くたびれた無機物が吐き出す、缶コーヒーのぬくもり(あるいは冷たさ、甘さ、苦さ…)、インスタントだが、確かにありがたいその感覚上の差し入れ。モチーフのディティールを通して、人の動きや、時間の経過、感情や感覚(「くたびれた」)を描く才覚を真似たいところです。
“君もまた僕と似たような 誰にも踏み込まれたくない 領域を隠し持っているんだろう”
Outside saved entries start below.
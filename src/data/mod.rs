//! User persistence.
//!
//! Handlers talk to a [`UserStore`]; [`PgUserStore`] is the production
//! implementation and [`MemoryUserStore`] backs the tests.

use std::time::Duration;

use async_trait::async_trait;
use serde::Serialize;

mod memory;
mod postgres;
mod user;

pub use memory::MemoryUserStore;
pub use postgres::{PgUserStore, QUERY_TIMEOUT, open_pool};
pub use user::{DATE_FORMAT, User, days_until_birthday, parse_date, validate_user, validate_user_on};

/// Storage failures.
#[derive(Debug, thiserror::Error)]
pub enum StoreError {
    #[error("record not found")]
    NotFound,
    #[error("database call timed out after {0:?}")]
    Timeout(Duration),
    #[error(transparent)]
    Database(#[from] sqlx::Error),
}

/// User records keyed by username.
///
/// `upsert` must be a single atomic insert-or-update so that concurrent
/// writers for one username cannot interleave.
#[async_trait]
pub trait UserStore: Send + Sync {
    /// Inserts `user`, or replaces the date of birth of an existing record.
    async fn upsert(&self, user: &User) -> Result<(), StoreError>;

    /// Exact-match lookup; [`StoreError::NotFound`] when absent.
    async fn get_by_username(&self, username: &str) -> Result<User, StoreError>;

    /// Connection pool usage, for stores backed by one.
    fn pool_stats(&self) -> Option<PoolStats> {
        None
    }
}

/// Connection pool usage, published at `/debug/vars` under `"database"`.
#[derive(Debug, Clone, Copy, PartialEq, Eq, Serialize)]
pub struct PoolStats {
    pub max_open_connections: u32,
    pub open_connections: u32,
    pub in_use: u32,
    pub idle: u32,
}
//! HTTP handlers and route table.
//!
//! | Method | Path | Handler |
//! |---|---|---|
//! | `GET` | `/hello/{username}` | [`Application::get_birthday_message`] |
//! | `PUT` | `/hello/{username}` | [`Application::save_user`] |
//! | `GET` | `/healthcheck` | [`Application::healthcheck`] |
//! | `GET` | `/debug/vars` | [`Application::debug_vars`] |
//!
//! Handlers return `Result<Response, ApiError>`; every error is rendered by
//! [`ApiError`]'s `IntoResponse` impl.

use std::sync::Arc;

use crate::data::UserStore;
use crate::handler::with_state;
use crate::middleware::{Metrics, Pipeline};
use crate::request::Request;
use crate::response::IntoResponse;
use crate::router::Router;

mod debug;
mod error;
mod health;
mod users;

pub use error::{ApiError, error_response};

/// Build version reported by `/healthcheck` and `/debug/vars`.
pub const VERSION: &str = env!("CARGO_PKG_VERSION");

/// Shared state behind every handler.
pub struct Application {
    environment: String,
    users: Arc<dyn UserStore>,
    metrics: Arc<Metrics>,
}

impl Application {
    pub fn new(
        environment: impl Into<String>,
        users: Arc<dyn UserStore>,
        metrics: Arc<Metrics>,
    ) -> Arc<Self> {
        Arc::new(Self { environment: environment.into(), users, metrics })
    }

    pub fn routes(self: &Arc<Self>) -> Router {
        Router::new()
            .get("/hello/{username}", with_state(self, Self::get_birthday_message))
            .put("/hello/{username}", with_state(self, Self::save_user))
            .get("/healthcheck", with_state(self, Self::healthcheck))
            .get("/debug/vars", with_state(self, Self::debug_vars))
            .not_found(|_req: Request| async { ApiError::NotFound.into_response() })
            .method_not_allowed(|req: Request| async move {
                ApiError::MethodNotAllowed(req.method().clone()).into_response()
            })
    }

    /// The routes wrapped in the standard middleware chain.
    pub fn pipeline(self: &Arc<Self>) -> Pipeline {
        Pipeline::new(self.routes(), Arc::clone(&self.metrics))
    }
}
“君が好き この響きに 潜んでる温い惰性の匂いがしても 繰り返し 繰り返し 煮え切らないメロディに添って 思いを焦がして”
(『君が好き』より、作詞:桜井和寿)
スピッツの優れた楽曲の中に、絹のような極上の質感に潜ませたおぞましいほどに鋭い毒や冷酷さ・非情さのようなものを感じることがありますが、そうした熱気や冷気のようなものの実態を、特別なセンサーを持たない者が漠然と知覚してしまったときにこぼれ出る言葉として、こんなラインが適って思えます。Mr.Childrenの楽曲において時折感じるのは、こういった「フツーの感覚」、一般的なセンサーで得られる知覚を基準に沁み出す言葉の実直さです。リスナーに、「自分に近い目線から語られる言葉」、親近感や好感を持たれる理由のひとつかもしれません。
一方で、「君が好き」の響きに惰性の片鱗を嗅ぎ取ってしまう敏感な感性、卓越した感度の高さもありつつ、そのことが音楽を沸騰もさせず、しかしじりじりと焦がすようでもあり、その様子をサビ冒頭での「君が好き」との提示のあとに連ねていくわけです。この機微を味わう品性を一度捨て去ってひとことしてしまえば、なんて偏屈でまどろっこしい奴なのだろうと……それこそが裏返せば、表現者の鑑たる所以なのだと思います。鑑なんだけども、真似してどうこうなる・真似できる次元でもないんですよね。
音楽(楽曲)を聴いて、ひたすら「(うわぁ~……)」と、打ちひしがれる。言葉を超える感覚がゾワゾワと音を立てんばかりにざわつくのです。仕方ないから、言葉の意味を拾い上げて、講釈ぶったものを垂れてお茶を濁す。月と私を隔てる、空間が汚れているのか、その空間に包まれて私も汚れてしまったのか。知覚し、感覚を研ぎ澄まし、文脈をつかむほどにしんどくなる……己に合わせて、残酷にも非情にもなる伸縮性がMr.Chidrenの作家性の特徴である気もします。